The KijiMR Library provides a growing repository of implemented solutions to many common use-cases. These solutions can be used directly or as example code. Both KijiMR and the KijiMR Library are included with distributions of Kiji BentoBox.
In the sections of this guide that follow, the core job types will be explained in greater detail. Motiviation, example code snippets, and (where appropriate) a description of reference implementations in the KijiMR Library will be given for each. This guide also contains an in-depth description of how to use KeyValueStores to expose side-data stored in HDFS and Kiji through a consistent interface to your MapReduce jobs. Finally, this guide contains a description of the command line tools included with KijiMR and facilities that make it easier to test KijiMR application code.

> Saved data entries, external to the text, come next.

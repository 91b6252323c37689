//! Terminal presentation of a [`Dashboard`].
//!
//! The screen is a heading, a grid of bordered cells and a footer. Each cell
//! holds the chart title above a ratatui [`BarChart`] with one single-width
//! bar per point; points are merged when they do not fit the chart width.
//! Forecast bars are red.

use chrono::{DateTime, Local};
use ratatui::{
    buffer::Buffer,
    layout::{Constraint, Direction, Layout, Rect},
    style::{Color, Modifier, Style},
    text::{Line, Span},
    widgets::{Bar, BarChart, BarGroup, Block, Borders, Paragraph, Widget},
};

use crate::dashboard::{Chart, Dashboard};
use crate::settings::Settings;

pub const SOURCE_LINK: &str = "https://github.com/CSSEGISandData/COVID-19/tree/master/csse_covid_19_data/csse_covid_19_time_series";

const TITLE_WIDTH: u16 = 30;
const TITLE_LINES: u16 = 2;
const BORDERS: u16 = 2;
const MIN_SCREEN_WIDTH: u16 = 80;
const PIXELS_PER_COLUMN: u32 = 10;
const PIXELS_PER_ROW: u32 = 25;

/// Chart size in text cells for the configured pixel size.
pub fn chart_size(settings: &Settings) -> (u16, u16) {
    let width = (settings.graph_x_size / PIXELS_PER_COLUMN).clamp(8, u16::MAX as u32) as u16;
    let height = (settings.graph_y_size / PIXELS_PER_ROW).clamp(1, u16::MAX as u32) as u16;
    (width, height)
}

/// Size of one grid cell, borders included.
fn cell_size(settings: &Settings) -> (u16, u16) {
    let (width, height) = chart_size(settings);
    (
        width.max(TITLE_WIDTH).saturating_add(BORDERS),
        height.saturating_add(TITLE_LINES + BORDERS),
    )
}

/// Bar heights for a chart `width` cells wide, each flagged when it is a
/// forecast. Values above a fixed scale are clamped to it.
pub fn bar_values(chart: &Chart, width: usize) -> Vec<(u64, bool)> {
    let n = chart.values.len();
    let first_forecast = n - chart.forecast_points();
    let chunk = n.div_ceil(width.max(1)).max(1);
    let ceiling = chart.scale_max.unwrap_or(f64::MAX);

    (0..n)
        .step_by(chunk)
        .map(|start| {
            let last = (start + chunk).min(n) - 1;
            let value = chart.values[last].clamp(0.0, ceiling).round() as u64;
            (value, last >= first_forecast)
        })
        .collect()
}

fn render_chart(chart: &Chart, area: Rect, buf: &mut Buffer) {
    let block = Block::default()
        .borders(Borders::ALL)
        .border_style(Style::default().fg(Color::DarkGray));
    let inner = block.inner(area);
    block.render(area, buf);

    let [title_area, bars_area] = Layout::default()
        .direction(Direction::Vertical)
        .constraints([Constraint::Length(TITLE_LINES), Constraint::Min(0)])
        .areas(inner);

    Paragraph::new(chart.stats.title()).render(title_area, buf);

    let bars: Vec<Bar> = bar_values(chart, bars_area.width as usize)
        .into_iter()
        .map(|(value, forecast)| {
            let bar = Bar::default().value(value).text_value(String::new());
            if forecast {
                bar.style(Style::default().fg(Color::Red))
            } else {
                bar
            }
        })
        .collect();

    let mut barchart = BarChart::default()
        .bar_width(1)
        .bar_gap(0)
        .data(BarGroup::default().bars(&bars));
    if let Some(max) = chart.scale_max {
        barchart = barchart.max(max.round().max(1.0) as u64);
    }
    barchart.render(bars_area, buf);
}

/// The full dashboard screen.
pub struct DashboardView<'a> {
    dash: &'a Dashboard,
    settings: &'a Settings,
    updated: Option<DateTime<Local>>,
}

impl<'a> DashboardView<'a> {
    pub fn new(
        dash: &'a Dashboard,
        settings: &'a Settings,
        updated: Option<DateTime<Local>>,
    ) -> Self {
        Self {
            dash,
            settings,
            updated,
        }
    }

    fn cols(&self) -> usize {
        self.settings.cols.max(1)
    }

    fn grid_rows(&self) -> u16 {
        self.dash.charts.len().div_ceil(self.cols()) as u16
    }

    fn footer(&self) -> Vec<Line<'static>> {
        let dash = self.dash;
        let mut lines = Vec::new();
        if dash.charts.is_empty() {
            lines.push(Line::from(
                "No locations to show. Use `locations` to choose some.",
            ));
        }
        lines.push(Line::from(format!(
            "Rewind {} of up to {} days",
            dash.rewind, dash.max_rewind
        )));
        if !dash.hidden.is_empty() {
            lines.push(Line::from(format!(
                "Not shown, grid holds {}: {}",
                self.settings.capacity(),
                dash.hidden.join(", ")
            )));
        }
        if !dash.missing.is_empty() {
            lines.push(Line::from(format!(
                "Not in data: {}",
                dash.missing.join(", ")
            )));
        }
        if let Some(updated) = self.updated {
            lines.push(Line::from(format!(
                "Updated {}",
                updated.format("%B %d %I:%M:%S %p")
            )));
        }
        if let Some(last) = &dash.last_datapoint {
            lines.push(Line::from(format!("Date of last datapoint {last}")));
        }
        lines.push(Line::from(
            "Data source: Johns Hopkins - https://github.com/CSSEGISandData/COVID-19",
        ));
        lines
    }

    /// Width and height that show the whole grid and footer.
    pub fn size(&self) -> (u16, u16) {
        let (cell_width, cell_height) = cell_size(self.settings);
        let shown_cols = self.dash.charts.len().min(self.cols()) as u16;
        let width = shown_cols
            .saturating_mul(cell_width)
            .max(MIN_SCREEN_WIDTH);
        let height = self
            .grid_rows()
            .saturating_mul(cell_height)
            .saturating_add(2 + self.footer().len() as u16);
        (width, height)
    }

    /// Renders off-screen at [`DashboardView::size`] and returns the text.
    pub fn to_text(self) -> String {
        let (width, height) = self.size();
        render_to_string(self, width, height)
    }
}

impl Widget for DashboardView<'_> {
    fn render(self, area: Rect, buf: &mut Buffer) {
        let (cell_width, cell_height) = cell_size(self.settings);
        let footer = self.footer();

        let [heading_area, _, grid_area, footer_area] = Layout::default()
            .direction(Direction::Vertical)
            .constraints([
                Constraint::Length(1),
                Constraint::Length(1),
                Constraint::Length(self.grid_rows().saturating_mul(cell_height)),
                Constraint::Min(0),
            ])
            .areas(area);

        let mut heading = vec![Span::styled(
            self.dash.heading,
            Style::default().add_modifier(Modifier::BOLD),
        )];
        if let Some((start, end)) = &self.dash.date_range {
            heading.push(Span::raw(format!("      {start} - {end}")));
        }
        Paragraph::new(Line::from(heading)).render(heading_area, buf);

        let rows = Layout::default()
            .direction(Direction::Vertical)
            .constraints(vec![Constraint::Length(cell_height); self.grid_rows() as usize])
            .split(grid_area);
        let mut column_constraints = vec![Constraint::Length(cell_width); self.cols()];
        column_constraints.push(Constraint::Min(0));

        for (row_area, charts) in rows.iter().zip(self.dash.charts.chunks(self.cols())) {
            let cells = Layout::default()
                .direction(Direction::Horizontal)
                .constraints(column_constraints.clone())
                .split(*row_area);
            for (cell, chart) in cells.iter().zip(charts) {
                render_chart(chart, *cell, buf);
            }
        }

        Paragraph::new(footer).render(footer_area, buf);
    }
}

/// Screen shown before the first successful download.
pub struct WaitingView<'a> {
    settings: &'a Settings,
}

impl<'a> WaitingView<'a> {
    pub fn new(settings: &'a Settings) -> Self {
        Self { settings }
    }

    pub fn to_text(self) -> String {
        render_to_string(self, MIN_SCREEN_WIDTH, 3)
    }
}

impl Widget for WaitingView<'_> {
    fn render(self, area: Rect, buf: &mut Buffer) {
        Paragraph::new(vec![
            Line::from(Span::styled(
                self.settings.data_source.heading(),
                Style::default().add_modifier(Modifier::BOLD),
            )),
            Line::default(),
            Line::from("No data loaded yet. Type `refresh` to retry."),
        ])
        .render(area, buf);
    }
}

/// Renders `widget` into an off-screen buffer and returns its text, one line
/// per row with trailing blanks removed.
pub fn render_to_string<W: Widget>(widget: W, width: u16, height: u16) -> String {
    let area = Rect::new(0, 0, width, height);
    let mut buf = Buffer::empty(area);
    widget.render(area, &mut buf);
    buffer_text(&buf)
}

pub fn buffer_text(buf: &Buffer) -> String {
    let area = buf.area;
    let mut out = String::new();
    for y in area.top()..area.bottom() {
        let line: String = (area.left()..area.right())
            .map(|x| buf[(x, y)].symbol())
            .collect();
        out.push_str(line.trim_end());
        out.push('\n');
    }
    out
}

#[cfg(test)]
mod tests {
    use super::*;
    use crate::stats::ChartStats;

    fn chart(values: &[f64], forecast_days: usize) -> Chart {
        Chart {
            stats: ChartStats::from_visible("US", values).with_forecast(forecast_days),
            values: values.to_vec(),
            scale_max: None,
        }
    }

    fn dashboard(charts: Vec<Chart>) -> Dashboard {
        Dashboard {
            heading: "COVID-19 Cases By Region",
            date_range: Some(("1/22/20".into(), "1/23/20".into())),
            last_datapoint: Some("1/23/20".into()),
            charts,
            hidden: vec![],
            missing: vec![],
            rewind: 0,
            max_rewind: 1,
        }
    }

    fn red_cells(buf: &Buffer) -> usize {
        buf.content
            .iter()
            .filter(|cell| cell.fg == Color::Red && cell.symbol() != " ")
            .count()
    }

    fn render_buffer(dash: &Dashboard, settings: &Settings) -> Buffer {
        let view = DashboardView::new(dash, settings, None);
        let (width, height) = view.size();
        let area = Rect::new(0, 0, width, height);
        let mut buf = Buffer::empty(area);
        view.render(area, &mut buf);
        buf
    }

    #[test]
    fn test_chart_size_from_pixels() {
        assert_eq!(chart_size(&Settings::default()), (30, 6));
        let tiny = Settings {
            graph_x_size: 1,
            graph_y_size: 1,
            ..Settings::default()
        };
        assert_eq!(chart_size(&tiny), (8, 1));
    }

    #[test]
    fn test_bar_values_one_per_point() {
        assert_eq!(
            bar_values(&chart(&[0.0, 4.4, 8.6], 0), 30),
            vec![(0, false), (4, false), (9, false)]
        );
    }

    #[test]
    fn test_points_merge_when_wider_than_chart() {
        let values: Vec<f64> = (1..=10).map(f64::from).collect();
        let bars = bar_values(&chart(&values, 0), 5);
        assert_eq!(bars.len(), 5);
        assert_eq!(bars.last(), Some(&(10, false)));
    }

    #[test]
    fn test_fixed_scale_clamps() {
        let mut c = chart(&[50.0, 500.0], 0);
        c.scale_max = Some(100.0);
        assert_eq!(bar_values(&c, 2), vec![(50, false), (100, false)]);
    }

    #[test]
    fn test_forecast_points_are_flagged() {
        let bars = bar_values(&chart(&[1.0, 2.0, 3.0], 1), 3);
        assert_eq!(bars, vec![(1, false), (2, false), (3, true)]);
    }

    #[test]
    fn test_forecast_bars_are_red() {
        let settings = Settings::default();
        let forecast = render_buffer(&dashboard(vec![chart(&[1.0, 2.0, 3.0], 1)]), &settings);
        assert!(red_cells(&forecast) > 0);

        let plain = render_buffer(&dashboard(vec![chart(&[1.0, 2.0, 3.0], 0)]), &settings);
        assert_eq!(red_cells(&plain), 0);
    }

    #[test]
    fn test_dashboard_text() {
        let mut dash = dashboard(vec![chart(&[100.0, 150.0], 0)]);
        dash.hidden = vec!["Peru".into()];
        let text = DashboardView::new(&dash, &Settings::default(), None).to_text();

        assert!(text.starts_with("COVID-19 Cases By Region      1/22/20 - 1/23/20\n"));
        assert!(text.contains("US      150 ↑ 50 Δ  50%"));
        assert!(text.contains("Rewind 0 of up to 1 days"));
        assert!(text.contains("Not shown, grid holds 8: Peru"));
        assert!(text.contains("Date of last datapoint 1/23/20"));
        assert!(!text.contains("Not in data"));
        assert!(!text.contains('\x1b'));
    }

    #[test]
    fn test_grid_wraps_after_configured_columns() {
        let settings = Settings {
            cols: 2,
            ..Settings::default()
        };
        let dash = dashboard(vec![chart(&[1.0, 2.0], 0); 3]);
        let view = DashboardView::new(&dash, &settings, None);
        let (width, height) = view.size();
        let (cell_width, cell_height) = cell_size(&settings);

        assert_eq!(width, (2 * cell_width).max(MIN_SCREEN_WIDTH));
        assert_eq!(height, 2 + 2 * cell_height + 3);
        let text = view.to_text();
        assert_eq!(text.matches("US ").count(), 3);
    }

    #[test]
    fn test_empty_grid_hint() {
        let text = DashboardView::new(&dashboard(vec![]), &Settings::default(), None).to_text();
        assert!(text.contains("No locations to show"));
    }

    #[test]
    fn test_waiting_screen() {
        let text = WaitingView::new(&Settings::default()).to_text();
        assert!(text.starts_with("COVID-19 Cases By Region\n\n"));
        assert!(text.contains("No data loaded yet"));
    }
}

Using KijiMR in Your Project
You will need to include KijiMR as a dependency in your project. If you’re using Maven, this can be included as follows:
<dependency> <groupId>org.kiji.mapreduce</groupId> <artifactId>kiji-mapreduce</artifactId> <version>1.0.0</version> <scope>provided</scope> </dependency>
If you want to use bulk importers or other classes in the KijiMR Library, you will need to include:
<dependency> <groupId>org.kiji.mapreduce.lib</groupId> <artifactId>kiji-mapreduce-lib</artifactId> <version>1.0.0</version> <scope>provided</scope> </dependency>
Different versions of Hadoop are incompatible with one another at a binary level. The version of KijiMR specified above can be used with Hadoop 2-based systems (e.g., CDH 4). You can use KijiMR with a Hadoop 1-based system by declaring a dependency on a different build of KijiMR without changing your source code. Just use the following dependency instead:
<dependency> <groupId>org.kiji.mapreduce</groupId> <artifactId>kiji-mapreduce</artifactId> <version>1.0.0</version> <classifier>hadoop1</classifier> <scope>provided</scope> </dependency>
You can also explicitly specify
<classifier>hadoop2</classifier> if you’d like, although this is the default. If you use the
bin/kiji command to launch your Kiji application, it will automatically detect which version of Hadoop is present and use the appropriate build of KijiMR at runtime without any changes to your code.